Elsewhere, Greece's state-backed ANA/MPA news agency cited a statement from the government denying the receipt of any draft agreement from the creditors or having any recent contact with them. That was in response to German media reports that claimed a draft of a final proposal had been sent to Athens.

Greek Prime Minister Alexis Tsipras, meanwhile, revealed that Greece has submitted specific proposals to creditors to make an exit from the crisis.

"Greece has tabled proposals, we have made concessions - a normal practice in a negotiation - but we have submitted a realistic plan for the country to get out of the crisis," Tsipras said.

He added, "The outcome of the negotiations will mark the end of the division of Europe. It is now clear that the decision about whether they wish to adapt to realism and exit the crisis without Europe's division belongs to the leadership of Europe."

If Greece and its creditors fail to reach a deal this month, it could trigger a Greek default that may invite the imposition of capital controls and pave the way for the exit of the country from the Eurozone.

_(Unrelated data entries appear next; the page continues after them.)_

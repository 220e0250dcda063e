//! Mapping of manifest type references to TypeScript type expressions.

use std::collections::{HashMap, HashSet};

use crate::error::AbiError;
use crate::ident::{format_identifier, format_property_name, unique_identifier};
use crate::model::{Field, Manifest, ScalarKind, TypeDef, TypeRef};

/// Runtime class every byte sequence maps to.
pub const BINARY_TYPE: &str = "AbiBytes";

/// Name of the aggregate union over all events.
pub const EVENT_UNION: &str = "AbiEvent";

/// Resolves type references against one manifest's type table.
///
/// Declared names are computed once: every type gets a sanitized, unique
/// identifier and every variant additionally gets a `<Name>Payload` type
/// name, since `<Name>` itself is taken by the variant's factory object.
pub struct TypeResolver<'m> {
    manifest: &'m Manifest,
    type_names: HashMap<&'m str, String>,
    payload_names: HashMap<&'m str, String>,
    used: HashSet<String>,
}

impl<'m> TypeResolver<'m> {
    pub fn new(manifest: &'m Manifest) -> Self {
        Self::with_reserved(manifest, std::iter::empty::<&str>())
    }

    /// Like [`TypeResolver::new`], with extra names that declarations must
    /// not take, e.g. imports and helpers of the surrounding document.
    pub fn with_reserved<'r>(
        manifest: &'m Manifest,
        reserved: impl IntoIterator<Item = &'r str>,
    ) -> Self {
        let mut used: HashSet<String> = [BINARY_TYPE, EVENT_UNION]
            .into_iter()
            .chain(reserved)
            .map(str::to_string)
            .collect();

        let mut type_names = HashMap::new();
        for (name, _) in manifest.types() {
            let ident = unique_identifier(&format_identifier(name), &mut used);
            type_names.insert(name, ident);
        }

        let mut payload_names = HashMap::new();
        for (name, def) in manifest.types() {
            if let (TypeDef::Variant(_), Some(ident)) = (def, type_names.get(name)) {
                let payload = unique_identifier(&format!("{ident}Payload"), &mut used);
                payload_names.insert(name, payload);
            }
        }

        Self {
            manifest,
            type_names,
            payload_names,
            used,
        }
    }

    pub fn manifest(&self) -> &'m Manifest {
        self.manifest
    }

    /// Identifiers already claimed by declarations, for callers that add
    /// more top-level names.
    pub fn used_names(&self) -> HashSet<String> {
        self.used.clone()
    }

    /// Declared identifier for a type table entry.
    pub fn type_name(&self, name: &str) -> Result<&str, AbiError> {
        self.type_names
            .get(name)
            .map(String::as_str)
            .ok_or_else(|| missing_type(name))
    }

    /// Tagged-union type name of a variant.
    pub fn payload_name(&self, name: &str) -> Result<&str, AbiError> {
        self.payload_names
            .get(name)
            .map(String::as_str)
            .ok_or_else(|| AbiError::Internal(format!("type '{name}' is not a variant")))
    }

    /// TypeScript type expression for `ty`, without site nullability.
    pub fn resolve(&self, ty: &TypeRef) -> Result<String, AbiError> {
        match ty {
            TypeRef::Reference(name) => self.resolve_reference(name),
            TypeRef::Scalar(scalar) => Ok(scalar_type(*scalar).to_string()),
            TypeRef::Bytes(_) => Ok(BINARY_TYPE.to_string()),
            TypeRef::List(items) => Ok(format!("{}[]", self.resolve(items)?)),
            TypeRef::Map { key, value } => Ok(format!(
                "Record<{}, {}>",
                self.resolve(key)?,
                self.resolve(value)?
            )),
            TypeRef::Record(fields) => self.resolve_inline_record(fields),
        }
    }

    /// Property declarations for record fields, nullability applied.
    pub fn field_members(&self, fields: &[Field]) -> Result<Vec<String>, AbiError> {
        fields
            .iter()
            .map(|field| {
                let ty = with_nullability(self.resolve(field.ty())?, field.is_nullable());
                Ok(format!("{}: {ty}", format_property_name(field.name())))
            })
            .collect()
    }

    fn resolve_reference(&self, name: &str) -> Result<String, AbiError> {
        match self.lookup(name)? {
            TypeDef::Bytes(_) => Ok(BINARY_TYPE.to_string()),
            TypeDef::Variant(_) => self.payload_name(name).map(str::to_string),
            TypeDef::Record(_) | TypeDef::Alias(_) => self.type_name(name).map(str::to_string),
        }
    }

    fn resolve_inline_record(&self, fields: &[Field]) -> Result<String, AbiError> {
        if fields.is_empty() {
            return Ok("{}".to_string());
        }
        Ok(format!("{{ {} }}", self.field_members(fields)?.join("; ")))
    }

    fn lookup(&self, name: &str) -> Result<&'m TypeDef, AbiError> {
        self.manifest.type_def(name).ok_or_else(|| missing_type(name))
    }

    /// True when a value of `ty` can contain a byte sequence at any depth.
    pub fn is_binary(&self, ty: &TypeRef) -> bool {
        self.contains_binary(ty, &mut HashSet::new())
    }

    fn contains_binary<'a>(&'a self, ty: &'a TypeRef, visited: &mut HashSet<&'a str>) -> bool {
        match ty {
            TypeRef::Bytes(_) => true,
            TypeRef::Scalar(_) => false,
            TypeRef::List(items) => self.contains_binary(items, visited),
            TypeRef::Map { value, .. } => self.contains_binary(value, visited),
            TypeRef::Record(fields) => fields
                .iter()
                .any(|field| self.contains_binary(field.ty(), visited)),
            TypeRef::Reference(name) => {
                if !visited.insert(name.as_str()) {
                    return false;
                }
                match self.manifest.type_def(name) {
                    Some(TypeDef::Bytes(_)) => true,
                    Some(TypeDef::Alias(target)) => self.contains_binary(target, visited),
                    Some(TypeDef::Record(fields)) => fields
                        .iter()
                        .any(|field| self.contains_binary(field.ty(), visited)),
                    Some(TypeDef::Variant(cases)) => cases.iter().any(|case| {
                        case.payload()
                            .is_some_and(|payload| self.contains_binary(payload, visited))
                    }),
                    None => false,
                }
            }
        }
    }

    /// True for `unit`, directly or through aliases.
    pub fn is_unit(&self, ty: &TypeRef) -> bool {
        matches!(self.follow_aliases(ty), Some(TypeRef::Scalar(ScalarKind::Unit)))
    }

    /// Name of the variant `ty` designates, directly or through aliases.
    pub fn variant_of<'a>(&'a self, ty: &'a TypeRef) -> Option<&'a str> {
        let mut visited = HashSet::new();
        let mut current = ty;
        loop {
            let TypeRef::Reference(name) = current else {
                return None;
            };
            if !visited.insert(name.as_str()) {
                return None;
            }
            match self.manifest.type_def(name)? {
                TypeDef::Variant(_) => return Some(name.as_str()),
                TypeDef::Alias(target) => current = target,
                TypeDef::Record(_) | TypeDef::Bytes(_) => return None,
            }
        }
    }

    /// True when an alias only ever leads back to itself through other
    /// aliases, which has no legal TypeScript rendering.
    pub fn is_alias_cycle(&self, name: &str) -> bool {
        let mut visited = HashSet::new();
        let mut current = name;
        loop {
            if !visited.insert(current) {
                return current == name;
            }
            match self.manifest.type_def(current) {
                Some(TypeDef::Alias(TypeRef::Reference(next))) => current = next.as_str(),
                _ => return false,
            }
        }
    }

    /// Follows alias references until a non-alias reference or inline type.
    fn follow_aliases<'a>(&'a self, ty: &'a TypeRef) -> Option<&'a TypeRef> {
        let mut visited = HashSet::new();
        let mut current = ty;
        loop {
            let TypeRef::Reference(name) = current else {
                return Some(current);
            };
            if !visited.insert(name.as_str()) {
                return None;
            }
            match self.manifest.type_def(name)? {
                TypeDef::Alias(target) => current = target,
                _ => return Some(current),
            }
        }
    }
}

/// Appends `| null` for nullable sites.
pub fn with_nullability(ty: String, nullable: bool) -> String {
    if nullable {
        format!("{ty} | null")
    } else {
        ty
    }
}

fn scalar_type(scalar: ScalarKind) -> &'static str {
    match scalar {
        ScalarKind::Bool => "boolean",
        ScalarKind::I32
        | ScalarKind::I64
        | ScalarKind::U32
        | ScalarKind::U64
        | ScalarKind::F32
        | ScalarKind::F64 => "number",
        ScalarKind::String => "string",
        ScalarKind::Unit => "void",
    }
}

fn missing_type(name: &str) -> AbiError {
    AbiError::Internal(format!("type '{name}' is not declared"))
}
use std::path::{Path, PathBuf};
use std::process::ExitCode;

use abi_codegen::config::{DEFAULT_IMPORT_PATH, DEFAULT_INPUT, DEFAULT_OUT_DIR};
use abi_codegen::{generate, load_manifest_from_path, resolve_client_name, ClientConfig, Manifest};
use clap::Parser;
use tracing::debug;
use tracing_subscriber::prelude::*;
use tracing_subscriber::EnvFilter;

const LOG_ENV: &str = "ABI_CODEGEN_LOG";

/// Validates a WASM-ABI v1 manifest and generates a typed TypeScript client.
#[derive(Debug, Parser)]
#[command(name = "abi-codegen", version, about)]
struct Cli {
    /// Input ABI JSON file.
    #[arg(short, long, default_value = DEFAULT_INPUT)]
    input: PathBuf,

    /// Output directory for generated files.
    #[arg(short, long = "out-dir", visible_alias = "outDir", default_value = DEFAULT_OUT_DIR)]
    out_dir: PathBuf,

    /// Client class name (default: derived from --name-from or the input file).
    #[arg(long)]
    client_name: Option<String>,

    /// Derive the client name from this path, e.g. the compiled wasm file.
    #[arg(long)]
    name_from: Option<String>,

    /// Module to import CalimeroApp and Context from.
    #[arg(long, default_value = DEFAULT_IMPORT_PATH)]
    import_path: String,

    /// Validate the manifest only; no code generation.
    #[arg(long)]
    validate: bool,

    /// Enable debug logging on stderr.
    #[arg(short, long)]
    verbose: bool,
}

fn main() -> ExitCode {
    let cli = Cli::parse();
    init_tracing(cli.verbose);

    match run(&cli) {
        Ok(()) => ExitCode::SUCCESS,
        Err(err) => {
            eprintln!("{err}");
            ExitCode::FAILURE
        }
    }
}

fn init_tracing(verbose: bool) {
    let default_filter = if verbose {
        "abi_codegen=debug"
    } else {
        "abi_codegen=warn"
    };
    let filter = std::env::var(LOG_ENV).unwrap_or_else(|_| default_filter.to_string());

    let fmt_layer = tracing_subscriber::fmt::layer()
        .with_writer(std::io::stderr)
        .with_target(true)
        .with_filter(EnvFilter::new(filter));

    if tracing_subscriber::registry()
        .with(fmt_layer)
        .try_init()
        .is_err()
    {
        eprintln!("warning: tracing subscriber already initialized");
    }
}

fn run(cli: &Cli) -> Result<(), String> {
    if !cli.input.exists() {
        return Err(format!(
            "Error: ABI file not found at {}",
            cli.input.display()
        ));
    }

    if cli.validate {
        return run_validate(&cli.input);
    }
    run_generate(cli)
}

fn run_validate(input: &Path) -> Result<(), String> {
    let manifest =
        load_manifest_from_path(input).map_err(|err| format!("Validation failed: {err}"))?;

    println!("ABI manifest validated successfully");
    print_summary(&manifest);
    Ok(())
}

fn run_generate(cli: &Cli) -> Result<(), String> {
    let input = cli.input.to_string_lossy();
    let client_name = resolve_client_name(
        cli.client_name.as_deref(),
        cli.name_from.as_deref(),
        &input,
    );
    debug!(client = %client_name, "resolved client name");
    let config = ClientConfig::new(client_name).with_import_path(cli.import_path.clone());

    let manifest = load_manifest_from_path(&cli.input)
        .map_err(|err| format!("Code generation failed: {err}"))?;
    let files =
        generate(&manifest, &config).map_err(|err| format!("Code generation failed: {err}"))?;
    let paths = files
        .write_to(&cli.out_dir, &config)
        .map_err(|err| format!("Code generation failed: {err}"))?;

    println!("Code generation completed successfully");
    print_summary(&manifest);
    println!("  Client: {}", config.client_name());
    println!("Generated files:");
    println!("  {}", paths.types.display());
    println!("  {}", paths.client.display());
    Ok(())
}

fn print_summary(manifest: &Manifest) {
    println!("Summary:");
    println!("  Methods: {}", manifest.methods().len());
    println!("  Events: {}", manifest.events().len());
    println!("  Types: {}", manifest.type_count());
}
// src/core/normalize.rs
use crate::core::types::{is_jamo, is_syllable};

/// Longest run of one character kept by [`normalize`].
const MAX_RUN: usize = 2;

/// ASCII alphanumerics, syllable blocks and standalone jamo.
pub fn is_allowed(c: char) -> bool {
    c.is_ascii_alphanumeric() || is_syllable(c) || is_jamo(c)
}

/// Lowercases ASCII, drops everything outside the allow-list, then cuts
/// runs of three or more identical characters down to two.
///
/// Stripping happens before collapsing, so `a!a!a` becomes `aa`.
pub fn normalize(text: &str) -> String {
    let mut out = String::with_capacity(text.len());
    let mut last = None;
    let mut run = 0;
    for c in text
        .chars()
        .map(|c| c.to_ascii_lowercase())
        .filter(|&c| is_allowed(c))
    {
        if last == Some(c) {
            run += 1;
        } else {
            last = Some(c);
            run = 1;
        }
        if run <= MAX_RUN {
            out.push(c);
        }
    }
    out
}

#[cfg(test)]
mod tests {
    use super::*;

    #[test]
    fn test_collapse_runs() {
        assert_eq!(normalize("aaa"), "aa");
        assert_eq!(normalize("aaaa"), normalize("aa"));
        assert_eq!(normalize("씨씨씨발발발"), "씨씨발발");
        assert_eq!(normalize("aabbbcccc"), "aabbcc");
    }

    #[test]
    fn test_strip_disallowed() {
        assert_eq!(normalize("a!@#b"), "ab");
        assert_eq!(normalize("씨 발"), "씨발");
        assert_eq!(normalize("ㅅ.ㅂ"), "ㅅㅂ");
        assert_eq!(normalize("héllo wörld"), "hllowrld");
        assert_eq!(normalize("日本語"), "");
    }

    #[test]
    fn test_strip_then_collapse() {
        assert_eq!(normalize("a!a!a!a"), "aa");
    }

    #[test]
    fn test_lowercases_ascii() {
        assert_eq!(normalize("TLQKF"), "tlqkf");
        assert_eq!(normalize("Hello World 42"), "helloworld42");
    }

    #[test]
    fn test_idempotent() {
        for s in ["", "aaaa", "A!!!bbb  ccc", "씨씨씨ㅂㅂㅂ발", "tLqKf 1234", "ㅋㅋㅋㅋㅋ"] {
            let once = normalize(s);
            assert_eq!(normalize(&once), once, "not idempotent on {s:?}");
        }
    }
}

Greek officials have reportedly said that the country can pay the 300 million euros due on June 5th, but it faces more repayments this month.

If the government and creditors reach a deal, it would release funds of about 7 billion euros from the existing bailout package. Failing a deal, the bailout would expire at the end of this month. Greece was the first euro area country to be bailed-out by the EU & IMF in 2010.

Observers and officials warn that the impact of any adverse Greek event on the euro and the region's political landscape as well as financial markets would be severe and the fallout will not be limited to Europe but could spread across the globe.

German Vice Chancellor Sigmar Gabriel said on Tuesday that the consequences of a Greek insolvency would be "gigantic" for Europe. He expressed hope that the efforts of European leaders and the Greek government would result in an agreement soon to avoid a drastic scenario.

"Overall, we retain our working assumption that some form of an agreement is cobbled together in the coming days which allows Greece to meet its near-term obligations and stay inside the euro-zone, for now at least," said Capital Economics Chief European Economist Jonathan Loynes. "But it may go right down to the wire and the risks of failure are high"

He added, "And we would stress again that the much bigger challenge of addressing Greece's ever-growing debt mountain will probably still lie ahead. In short, the end of the crisis is still nowhere in sight."

It remains unclear whether Greece has presented any new pension proposals, a crucial point of contention in earlier talks.

Greece's Vice-President Yiannis Dragasakis said Tuesday that the government does not send or accepts ultimatums.

"The government does not send or accepts ultimatums. It is not blackmailed and it does not blackmail anyone," Dragasakis said, according to the ANA/MPA. "We are ready to make compromises, make proposals, we do not accept ultimatums."

Meanwhile, Greek media reports suggest speculation is rife in Athens of a snap election as early as next month once the deal with creditors is sorted out.